WORK ITEM: The records follow. Print, word for word, the first line through the "impl Default for" line.

[AVAILABLE DATA]

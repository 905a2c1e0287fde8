use std::collections::BTreeMap;
use std::time::Duration;

use glam::Vec2;
use radarsync_common::{
    BlipShape, DropObserver, DropReason, EntityId, NoopObserver, Rgba8, Timestamp,
};
use radarsync_kernel::TransformSource;
use radarsync_protocol::BlipEntry;

/// Cache slot key. Reports that name no sensor share the `Unspecified` slot.
#[derive(Debug, Clone, Copy, PartialEq, Eq, Hash, PartialOrd, Ord)]
pub enum SensorKey {
    Unspecified,
    Sensor(EntityId),
}

impl From<EntityId> for SensorKey {
    fn from(id: EntityId) -> Self {
        SensorKey::Sensor(id)
    }
}

impl From<Option<EntityId>> for SensorKey {
    fn from(id: Option<EntityId>) -> Self {
        id.map_or(SensorKey::Unspecified, SensorKey::Sensor)
    }
}

/// The last report received for one sensor.
#[derive(Debug, Clone, PartialEq)]
pub struct CachedReport {
    pub received_at: Timestamp,
    pub entries: Vec<BlipEntry>,
}

/// A blip with its position resolved to world space.
#[derive(Debug, Clone, Copy, PartialEq)]
pub struct WorldBlip {
    pub position: Vec2,
    pub scale: f32,
    pub color: Rgba8,
    pub shape: BlipShape,
}

/// Readability of a cache slot at some instant.
#[derive(Debug, Clone, Copy, PartialEq, Eq)]
pub enum ReportState {
    Missing,
    Stale,
    Fresh,
}

/// Most recent report per sensor, with read-time expiry.
#[derive(Debug, Clone)]
pub struct BlipCache {
    stale_after: Duration,
    reports: BTreeMap<SensorKey, CachedReport>,
}

impl Default for BlipCache {
    fn default() -> Self {
        Self::new(Duration::from_secs(3))
    }
}

impl BlipCache {
    pub fn new(stale_after: Duration) -> Self {
        Self {
            stale_after,
            reports: BTreeMap::new(),
        }
    }

    pub fn stale_after(&self) -> Duration {
        self.stale_after
    }

    /// Replace the slot for `from_sensor` with a fresh report.
    pub fn on_report_received(
        &mut self,
        from_sensor: Option<EntityId>,
        entries: Vec<BlipEntry>,
        now: Timestamp,
    ) {
        let key = SensorKey::from(from_sensor);
        tracing::trace!(?key, entries = entries.len(), "report cached");
        self.reports.insert(
            key,
            CachedReport {
                received_at: now,
                entries,
            },
        );
    }

    pub fn report_state(&self, sensor: impl Into<SensorKey>, now: Timestamp) -> ReportState {
        match self.reports.get(&sensor.into()) {
            None => ReportState::Missing,
            Some(report) if self.is_fresh(report, now) => ReportState::Fresh,
            Some(_) => ReportState::Stale,
        }
    }

    fn is_fresh(&self, report: &CachedReport, now: Timestamp) -> bool {
        now.saturating_since(report.received_at) <= self.stale_after
    }

    fn fresh(&self, key: SensorKey, now: Timestamp) -> Option<&CachedReport> {
        self.reports
            .get(&key)
            .filter(|report| self.is_fresh(report, now))
    }

    /// Entries for `sensor` exactly as received, or empty if missing or stale.
    pub fn get_report(&self, sensor: impl Into<SensorKey>, now: Timestamp) -> &[BlipEntry] {
        self.fresh(sensor.into(), now)
            .map(|report| report.entries.as_slice())
            .unwrap_or(&[])
    }

    /// Entries for `sensor` converted to world space. Entries whose grid no
    /// longer resolves are left out.
    pub fn get_reconstructed_world<T>(
        &self,
        sensor: impl Into<SensorKey>,
        now: Timestamp,
        transforms: &T,
    ) -> Vec<WorldBlip>
    where
        T: TransformSource + ?Sized,
    {
        reconstruct_world(self.get_report(sensor, now), transforms, &mut NoopObserver)
    }

    /// Slot used when the caller names no sensor: the most recently received
    /// report, ties going to the smallest key. Only meant for callers that
    /// predate multi-sensor consoles; with several sensors cached, which one
    /// answers depends purely on arrival order.
    pub fn most_recent(&self) -> Option<SensorKey> {
        self.reports
            .iter()
            .max_by(|(ka, a), (kb, b)| a.received_at.cmp(&b.received_at).then(kb.cmp(ka)))
            .map(|(key, _)| *key)
    }

    /// [`get_report`](Self::get_report) on the [`most_recent`](Self::most_recent) slot.
    pub fn get_any_report(&self, now: Timestamp) -> &[BlipEntry] {
        match self.most_recent() {
            Some(key) => self.get_report(key, now),
            None => &[],
        }
    }

    /// [`get_reconstructed_world`](Self::get_reconstructed_world) on the
    /// [`most_recent`](Self::most_recent) slot.
    pub fn get_any_reconstructed_world<T>(&self, now: Timestamp, transforms: &T) -> Vec<WorldBlip>
    where
        T: TransformSource + ?Sized,
    {
        reconstruct_world(self.get_any_report(now), transforms, &mut NoopObserver)
    }

    /// Raw slot access, ignoring staleness.
    pub fn get(&self, sensor: impl Into<SensorKey>) -> Option<&CachedReport> {
        self.reports.get(&sensor.into())
    }

    pub fn remove(&mut self, sensor: impl Into<SensorKey>) -> Option<CachedReport> {
        self.reports.remove(&sensor.into())
    }

    pub fn sensors(&self) -> impl Iterator<Item = SensorKey> + '_ {
        self.reports.keys().copied()
    }

    pub fn len(&self) -> usize {
        self.reports.len()
    }

    pub fn is_empty(&self) -> bool {
        self.reports.is_empty()
    }

    /// Drop every cached report.
    pub fn clear(&mut self) {
        self.reports.clear();
    }
}

/// Convert entries to world space using each grid's current transform:
/// `grid_position + rotate(entry.position, grid_rotation)`. Gridless entries
/// pass through; entries on unresolvable grids are dropped.
pub fn reconstruct_world<T, O>(
    entries: &[BlipEntry],
    transforms: &T,
    observer: &mut O,
) -> Vec<WorldBlip>
where
    T: TransformSource + ?Sized,
    O: DropObserver + ?Sized,
{
    entries
        .iter()
        .filter_map(|entry| {
            let position = match entry.grid {
                None => entry.position,
                Some(grid) => {
                    let Some(frame) = transforms.resolve(grid) else {
                        tracing::trace!(%grid, "grid unresolved, blip skipped");
                        observer.on_drop(DropReason::MissingGrid);
                        return None;
                    };
                    frame.position + Vec2::from_angle(frame.rotation).rotate(entry.position)
                }
            };
            Some(WorldBlip {
                position,
                scale: entry.scale,
                color: entry.color,
                shape: entry.shape,
            })
        })
        .collect()
}

#[cfg(test)]
mod tests {
    use super::*;
    use radarsync_common::{MapId, Transform2};
    use radarsync_kernel::World;
    use std::f32::consts::FRAC_PI_2;

    fn entry(grid: Option<EntityId>, x: f32, y: f32) -> BlipEntry {
        BlipEntry {
            grid,
            position: Vec2::new(x, y),
            scale: 1.0,
            color: Rgba8::WHITE,
            shape: BlipShape::Circle,
        }
    }

    fn secs(s: f32) -> Timestamp {
        Timestamp::from_secs_f32(s)
    }

    #[test]
    fn report_is_returned_verbatim_while_fresh() {
        let mut cache = BlipCache::default();
        let a = EntityId::new();
        let grid = EntityId::new();
        let entries = vec![entry(Some(grid), 1.0, 0.0), entry(None, 5.0, 5.0)];
        cache.on_report_received(Some(a), entries.clone(), Timestamp::ZERO);

        assert_eq!(cache.get_report(a, secs(1.0)), entries.as_slice());
        assert_eq!(cache.get_report(a, secs(3.0)), entries.as_slice());
        assert_eq!(cache.report_state(a, secs(3.0)), ReportState::Fresh);
    }

    #[test]
    fn report_expires_after_threshold() {
        let mut cache = BlipCache::default();
        let a = EntityId::new();
        cache.on_report_received(Some(a), vec![entry(None, 0.0, 0.0)], Timestamp::ZERO);

        assert!(cache.get_report(a, secs(3.001)).is_empty());
        assert_eq!(cache.report_state(a, secs(3.001)), ReportState::Stale);
        // Expired, not deleted.
        assert_eq!(cache.len(), 1);
        assert!(cache.get(a).is_some());
    }

    #[test]
    fn fresh_response_resets_the_timer() {
        let mut cache = BlipCache::default();
        let a = EntityId::new();
        cache.on_report_received(
            Some(a),
            vec![entry(None, 1.0, 1.0), entry(None, 2.0, 2.0)],
            Timestamp::ZERO,
        );
        assert!(cache.get_report(a, secs(4.0)).is_empty());

        let newer = vec![entry(None, 9.0, 9.0)];
        cache.on_report_received(Some(a), newer.clone(), secs(4.0));
        assert_eq!(cache.get_report(a, secs(6.0)), newer.as_slice());
    }

    #[test]
    fn reports_replace_rather_than_merge() {
        let mut cache = BlipCache::default();
        let a = EntityId::new();
        cache.on_report_received(Some(a), vec![entry(None, 1.0, 1.0)], Timestamp::ZERO);
        cache.on_report_received(Some(a), Vec::new(), secs(0.5));
        assert!(cache.get_report(a, secs(0.6)).is_empty());
        assert_eq!(cache.report_state(a, secs(0.6)), ReportState::Fresh);
    }

    #[test]
    fn missing_sensor_reads_empty() {
        let cache = BlipCache::default();
        let a = EntityId::new();
        assert!(cache.get_report(a, Timestamp::ZERO).is_empty());
        assert_eq!(cache.report_state(a, Timestamp::ZERO), ReportState::Missing);
        assert!(cache.get_any_report(Timestamp::ZERO).is_empty());
    }

    #[test]
    fn sensorless_report_uses_placeholder_slot() {
        let mut cache = BlipCache::default();
        cache.on_report_received(None, vec![entry(None, 1.0, 2.0)], Timestamp::ZERO);
        assert_eq!(cache.get_report(SensorKey::Unspecified, Timestamp::ZERO).len(), 1);
        assert_eq!(cache.get_report(None::<EntityId>, Timestamp::ZERO).len(), 1);
        assert_eq!(cache.sensors().collect::<Vec<_>>(), vec![SensorKey::Unspecified]);
    }

    #[test]
    fn reconstruct_rotated_grid() {
        let mut world = World::new();
        let grid = world.spawn_grid(MapId(0), Transform2::new(Vec2::new(10.0, 0.0), FRAC_PI_2));
        let mut cache = BlipCache::default();
        let a = EntityId::new();
        cache.on_report_received(Some(a), vec![entry(Some(grid), 1.0, 0.0)], Timestamp::ZERO);

        let blips = cache.get_reconstructed_world(a, Timestamp::ZERO, &world);
        assert_eq!(blips.len(), 1);
        assert!((blips[0].position - Vec2::new(10.0, 1.0)).length() < 1e-4);
    }

    #[test]
    fn gridless_entries_pass_through() {
        let world = World::new();
        let blips = reconstruct_world(&[entry(None, 5.0, 5.0)], &world, &mut NoopObserver);
        assert_eq!(blips[0].position, Vec2::new(5.0, 5.0));
    }

    #[test]
    fn vanished_grid_drops_only_its_entries() {
        let mut world = World::new();
        let grid = world.spawn_grid(MapId(0), Transform2::default());
        let gone = EntityId::new();
        let entries = [
            entry(Some(gone), 1.0, 1.0),
            entry(Some(grid), 2.0, 0.0),
            entry(None, 3.0, 3.0),
        ];

        struct Missing(usize);
        impl DropObserver for Missing {
            fn on_drop(&mut self, reason: DropReason) {
                assert_eq!(reason, DropReason::MissingGrid);
                self.0 += 1;
            }
        }
        let mut missing = Missing(0);
        let blips = reconstruct_world(&entries, &world, &mut missing);
        assert_eq!(blips.len(), 2);
        assert_eq!(missing.0, 1);
        assert!((blips[0].position - Vec2::new(2.0, 0.0)).length() < 1e-4);
    }

    #[test]
    fn any_report_prefers_most_recent() {
        let mut cache = BlipCache::default();
        let a = EntityId::new();
        let b = EntityId::new();
        cache.on_report_received(Some(a), vec![entry(None, 1.0, 0.0)], secs(1.0));
        cache.on_report_received(Some(b), vec![entry(None, 2.0, 0.0); 2], secs(2.0));
        assert_eq!(cache.most_recent(), Some(SensorKey::Sensor(b)));
        assert_eq!(cache.get_any_report(secs(2.5)).len(), 2);

        cache.on_report_received(Some(a), vec![entry(None, 1.0, 0.0)], secs(3.0));
        assert_eq!(cache.most_recent(), Some(SensorKey::Sensor(a)));

        let world = World::new();
        let blips = cache.get_any_reconstructed_world(secs(3.0), &world);
        assert_eq!(blips.len(), 1);
        assert_eq!(blips[0].position, Vec2::new(1.0, 0.0));
    }

    #[test]
    fn any_report_ties_go_to_smallest_key() {
        let mut cache = BlipCache::default();
        let mut ids = [EntityId::new(), EntityId::new()];
        ids.sort();
        cache.on_report_received(Some(ids[1]), Vec::new(), Timestamp::ZERO);
        cache.on_report_received(Some(ids[0]), Vec::new(), Timestamp::ZERO);
        assert_eq!(cache.most_recent(), Some(SensorKey::Sensor(ids[0])));

        cache.on_report_received(None, Vec::new(), Timestamp::ZERO);
        assert_eq!(cache.most_recent(), Some(SensorKey::Unspecified));
    }

    #[test]
    fn clear_and_remove() {
        let mut cache = BlipCache::default();
        let a = EntityId::new();
        let b = EntityId::new();
        cache.on_report_received(Some(a), Vec::new(), Timestamp::ZERO);
        cache.on_report_received(Some(b), Vec::new(), Timestamp::ZERO);
        assert!(cache.remove(a).is_some());
        assert_eq!(cache.len(), 1);
        cache.clear();
        assert!(cache.is_empty());
        assert_eq!(cache.most_recent(), None);
    }
}
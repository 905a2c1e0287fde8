use std::collections::{BTreeMap, VecDeque};

use serde::{Deserialize, Serialize};

use crate::codec::{self, ProtocolError};
use crate::messages::RadarMessage;

/// Identifies one connected client session.
#[derive(Debug, Clone, Copy, PartialEq, Eq, Hash, PartialOrd, Ord, Serialize, Deserialize)]
pub struct SessionId(pub u64);

impl std::fmt::Display for SessionId {
    fn fmt(&self, f: &mut std::fmt::Formatter<'_>) -> std::fmt::Result {
        write!(f, "session#{}", self.0)
    }
}

/// In-memory, reliable, ordered request/response channel.
///
/// Every message is CBOR-encoded on send and decoded on receive, so the
/// loopback exercises the same bytes a real transport would carry. Server
/// replies are queued per session and never broadcast.
#[derive(Debug, Default)]
pub struct LoopbackChannel {
    next_session: u64,
    to_server: VecDeque<(SessionId, Vec<u8>)>,
    to_client: BTreeMap<SessionId, VecDeque<Vec<u8>>>,
}

impl LoopbackChannel {
    pub fn new() -> Self {
        Self::default()
    }

    /// Open a new session.
    pub fn connect(&mut self) -> SessionId {
        self.next_session += 1;
        let session = SessionId(self.next_session);
        self.to_client.insert(session, VecDeque::new());
        tracing::debug!(%session, "session connected");
        session
    }

    /// Close a session, discarding anything still in flight for or from it.
    pub fn disconnect(&mut self, session: SessionId) -> bool {
        self.to_server.retain(|(from, _)| *from != session);
        let existed = self.to_client.remove(&session).is_some();
        if existed {
            tracing::debug!(%session, "session disconnected");
        }
        existed
    }

    pub fn is_connected(&self, session: SessionId) -> bool {
        self.to_client.contains_key(&session)
    }

    /// Client side: queue a message for the server.
    pub fn send_to_server(
        &mut self,
        session: SessionId,
        message: &RadarMessage,
    ) -> Result<(), ProtocolError> {
        if !self.is_connected(session) {
            return Err(ProtocolError::UnknownSession(session));
        }
        let bytes = codec::encode(message)?;
        tracing::trace!(%session, len = bytes.len(), "client -> server");
        self.to_server.push_back((session, bytes));
        Ok(())
    }

    /// Server side: take the next inbound message, oldest first.
    pub fn poll_server(&mut self) -> Result<Option<(SessionId, RadarMessage)>, ProtocolError> {
        let Some((session, bytes)) = self.to_server.pop_front() else {
            return Ok(None);
        };
        Ok(Some((session, codec::decode(&bytes)?)))
    }

    /// Server side: queue a reply for exactly one session.
    pub fn send_to_client(
        &mut self,
        session: SessionId,
        message: &RadarMessage,
    ) -> Result<(), ProtocolError> {
        let queue = self
            .to_client
            .get_mut(&session)
            .ok_or(ProtocolError::UnknownSession(session))?;
        let bytes = codec::encode(message)?;
        tracing::trace!(%session, len = bytes.len(), "server -> client");
        queue.push_back(bytes);
        Ok(())
    }

    /// Client side: take the next reply addressed to `session`.
    pub fn poll_client(
        &mut self,
        session: SessionId,
    ) -> Result<Option<RadarMessage>, ProtocolError> {
        let queue = self
            .to_client
            .get_mut(&session)
            .ok_or(ProtocolError::UnknownSession(session))?;
        queue.pop_front().map(|bytes| codec::decode(&bytes)).transpose()
    }

    /// Number of messages waiting for the server.
    pub fn pending_for_server(&self) -> usize {
        self.to_server.len()
    }
}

[/AVAILABLE DATA]

WRITTEN ANSWER:
repository 905a2c1e0287fde8
use std::collections::BTreeMap;
use std::time::Duration;

use glam::Vec2;
use radarsync_common::{
    BlipShape, DropObserver, DropReason, EntityId, NoopObserver, Rgba8, Timestamp,
};
use radarsync_kernel::TransformSource;
use radarsync_protocol::BlipEntry;

/// Cache slot key. Reports that name no sensor share the `Unspecified` slot.
#[derive(Debug, Clone, Copy, PartialEq, Eq, Hash, PartialOrd, Ord)]
pub enum SensorKey {
    Unspecified,
    Sensor(EntityId),
}

impl From<EntityId> for SensorKey {
    fn from(id: EntityId) -> Self {
        SensorKey::Sensor(id)
    }
}

impl From<Option<EntityId>> for SensorKey {
    fn from(id: Option<EntityId>) -> Self {
        id.map_or(SensorKey::Unspecified, SensorKey::Sensor)
    }
}

/// The last report received for one sensor.
#[derive(Debug, Clone, PartialEq)]
pub struct CachedReport {
    pub received_at: Timestamp,
    pub entries: Vec<BlipEntry>,
}

/// A blip with its position resolved to world space.
#[derive(Debug, Clone, Copy, PartialEq)]
pub struct WorldBlip {
    pub position: Vec2,
    pub scale: f32,
    pub color: Rgba8,
    pub shape: BlipShape,
}

/// Readability of a cache slot at some instant.
#[derive(Debug, Clone, Copy, PartialEq, Eq)]
pub enum ReportState {
    Missing,
    Stale,
    Fresh,
}

/// Most recent report per sensor, with read-time expiry.
#[derive(Debug, Clone)]
pub struct BlipCache {
    stale_after: Duration,
    reports: BTreeMap<SensorKey, CachedReport>,
}

impl Default for BlipCache {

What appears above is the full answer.